Morrissey v. Brewer, supra at 484, 92 S.Ct. at 2601, 33 L.Ed.2d at 496.

In view of the substantial liberty interests which exist in not having probation revoked on the basis of unverified facts or erroneous information, we conclude that due process considerations entailing the right to confront and cross-examine an accuser must extend to probation revocation proceedings for a juvenile. In Gault, the Supreme Court said:

The informality of juvenile court hearings frequently leads to the admission of hearsay and unsworn testimony. It is said that “close adherence to the strict rules of evidence might prevent the court from obtaining important facts as to the child’s character and condition which could only be to the child’s detriment.” The assumption is that the judge will give normally inadmissible evidence only its proper weight. It is also declared in support of these evidentiary practices that the juvenile court is not a criminal court, that the importance of the hearsay rule has been overestimated, and that allowing an attorney to make “technical objections” would disrupt the desired informality of the proceedings. But to the extent that the rules of evidence are not merely technical or historical, but like the hearsay rule have a sound basis in human experience, they should not be rejected in any judicial inquiry.

Application of Gault, supra 387 U.S. at 11 n. 7, 87 S.Ct. at 1435 n. 7, 18 L.Ed.2d at 537 n. 7, quoting, Note, Juvenile Delinquents: The Police, State Courts, and Individualized Justice, 79 Harv.L.Rev. 775, 794-795 (1966) (footnotes omitted) (emphasis added). By ignoring the hearsay exclusion, “[t]he great engine of cross-examination would lie unused while error and penury would travel untrammeledly to an unreliable and often tainted judgment.” Johnson v. Peoples Cab Co., 386 Pa. 513, 514, 126 A.2d 720, 721 (1956).

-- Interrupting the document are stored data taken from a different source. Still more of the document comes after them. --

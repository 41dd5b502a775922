//! Error types for syncwire.
//!
//! Transport-level failures (`ConnectionFailed`, `Transport`, `ConnectionClosed`)
//! are broadcast to every outstanding exchange. Exchange-level failures
//! (`Timeout`, `Validation`, `Serialization`, `Protocol`, `Remote`) only fail
//! the call that observed them.

use std::path::PathBuf;
use std::time::Duration;
use thiserror::Error;

use crate::transport::CloseReason;

/// Main error type for the syncwire library.
#[derive(Debug, Error)]
pub enum SyncwireError {
    // Connection lifecycle errors
    #[error("Failed to connect to {peer} after {attempts} attempts: {last_error}")]
    ConnectionFailed {
        peer: String,
        attempts: u32,
        last_error: String,
    },

    #[error("Transport error: {message}")]
    Transport { message: String },

    #[error("Connection closed: {reason}")]
    ConnectionClosed { reason: CloseReason },

    // Exchange errors
    #[error("Correlation token already registered: {0}")]
    DuplicateToken(String),

    #[error("Request timed out after {0:?}")]
    Timeout(Duration),

    #[error("Validation error for {field}: {message}")]
    Validation { field: String, message: String },

    #[error("Serialization error: {message}")]
    Serialization {
        message: String,
        #[source]
        source: Option<serde_json::Error>,
    },

    #[error("Protocol error: expected {expected}, got {actual}")]
    Protocol { expected: String, actual: String },

    #[error("Peer rejected request: {message}")]
    Remote { message: String },

    // File system errors
    #[error("IO error at {path:?}: {message}")]
    Io {
        message: String,
        path: Option<PathBuf>,
        #[source]
        source: Option<std::io::Error>,
    },

    // Configuration errors
    #[error("Configuration error: {message}")]
    Config { message: String },

    #[error("{0}")]
    Other(String),
}

/// Result type alias for syncwire operations.
pub type Result<T> = std::result::Result<T, SyncwireError>;

impl From<std::io::Error> for SyncwireError {
    fn from(err: std::io::Error) -> Self {
        SyncwireError::Io {
            message: err.to_string(),
            path: None,
            source: Some(err),
        }
    }
}

impl From<serde_json::Error> for SyncwireError {
    fn from(err: serde_json::Error) -> Self {
        SyncwireError::Serialization {
            message: err.to_string(),
            source: Some(err),
        }
    }
}

impl SyncwireError {
    /// Create an IO error with path context.
    pub fn io_with_path(err: std::io::Error, path: impl Into<PathBuf>) -> Self {
        SyncwireError::Io {
            message: err.to_string(),
            path: Some(path.into()),
            source: Some(err),
        }
    }

    /// Create a transport error from anything displayable.
    pub fn transport(message: impl std::fmt::Display) -> Self {
        SyncwireError::Transport {
            message: message.to_string(),
        }
    }

    /// Reject an outbound frame over [`ProtocolConfig::MAX_FRAME_SIZE`].
    ///
    /// [`ProtocolConfig::MAX_FRAME_SIZE`]: crate::config::ProtocolConfig::MAX_FRAME_SIZE
    pub fn frame_too_large(size: usize) -> Self {
        SyncwireError::Validation {
            field: "frame".to_string(),
            message: format!(
                "frame size {} exceeds maximum {}",
                size,
                crate::config::ProtocolConfig::MAX_FRAME_SIZE
            ),
        }
    }

    /// Whether the caller may retry the operation with a fresh token.
    ///
    /// `ConnectionClosed` and `Transport` are only recoverable by reconnecting.
    pub fn is_retryable(&self) -> bool {
        matches!(
            self,
            SyncwireError::Timeout(_)
                | SyncwireError::ConnectionClosed { .. }
                | SyncwireError::Transport { .. }
        )
    }

    /// Whether the error was caused by the connection going away rather than
    /// by a single exchange.
    pub fn is_connection_level(&self) -> bool {
        matches!(
            self,
            SyncwireError::ConnectionFailed { .. }
                | SyncwireError::Transport { .. }
                | SyncwireError::ConnectionClosed { .. }
        )
    }
}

*54There can be no benefit to the juvenile, to society, or to the integrity of the juvenile court system to permit Davis’s probation to be revoked solely on the basis of a hearsay declaration by his father without requiring the father to appear and be cross-examined. The goals of the juvenile system will not be defeated or even threatened by wrapping probation revocation proceedings in the same safeguards which apply to adult revocation hearings in order to insure the reliability of the information upon which a court is required to act. We conclude, therefore, that it was error to base the revocation of appellant’s probation solely on an extrajudicial statement made by appellant’s father to appellant’s probation officer.

The order revoking appellant’s probation is reversed.

CIRILLO, President Judge, files a dissenting opinion, in which OLSZEWSKI, TAMILIA and POPOVICH, JJ., join.

. The objection, although general, was adequate to preserve the court’s evidentiary ruling for appellate review. Where only a general objection is made, the admission of the evidence is not ground for reversal if it is proper for any purpose. Commonwealth v. Bell, 288 Pa. 29, 35, 135 A. 645, 647 (1927); Commonwealth v. Marshall, 287 Pa. 512, 521, 135 A. 301, 304 (1926); Fischer v. Anderson, 173 Pa.Super. 175, 179, 96 A.2d 168, 170 (1953). See also: Henry on Pennsylvania Evidence, § 724. The better practice is to state specifically the reason for the objection. When this is done, all other reasons for excluding the evidence are deemed waived. Commonwealth ex rel. Wilkes v. Maroney, 423 Pa. 113, 119, 222 A.2d 856, 860 (1966); Commonwealth v. Markwich, 178 Pa.Super. 169, 172, 113 A.2d 323, 325 (1955); Huffman v. Simmons, 131 Pa.Super. 370, 375, 200 A. 274, 276 (1938).

. The probation officer also testified, in response to an inquiry by the court, that Davis had been absent from school. Davis's attorney objected to this testimony on the ground that Davis had had no prior notice that he was being charged with violating probation because of absence from school. The court overruled the objection, stating, "It is additional information.” Appellant argues that this was error. In its opinion, however, the juvenile court has stated that it did not consider this testimony and that it did not have any effect on its decision to revoke the juvenile’s probation. Therefore, we find it unnecessary to review this aspect of appellant’s hearing.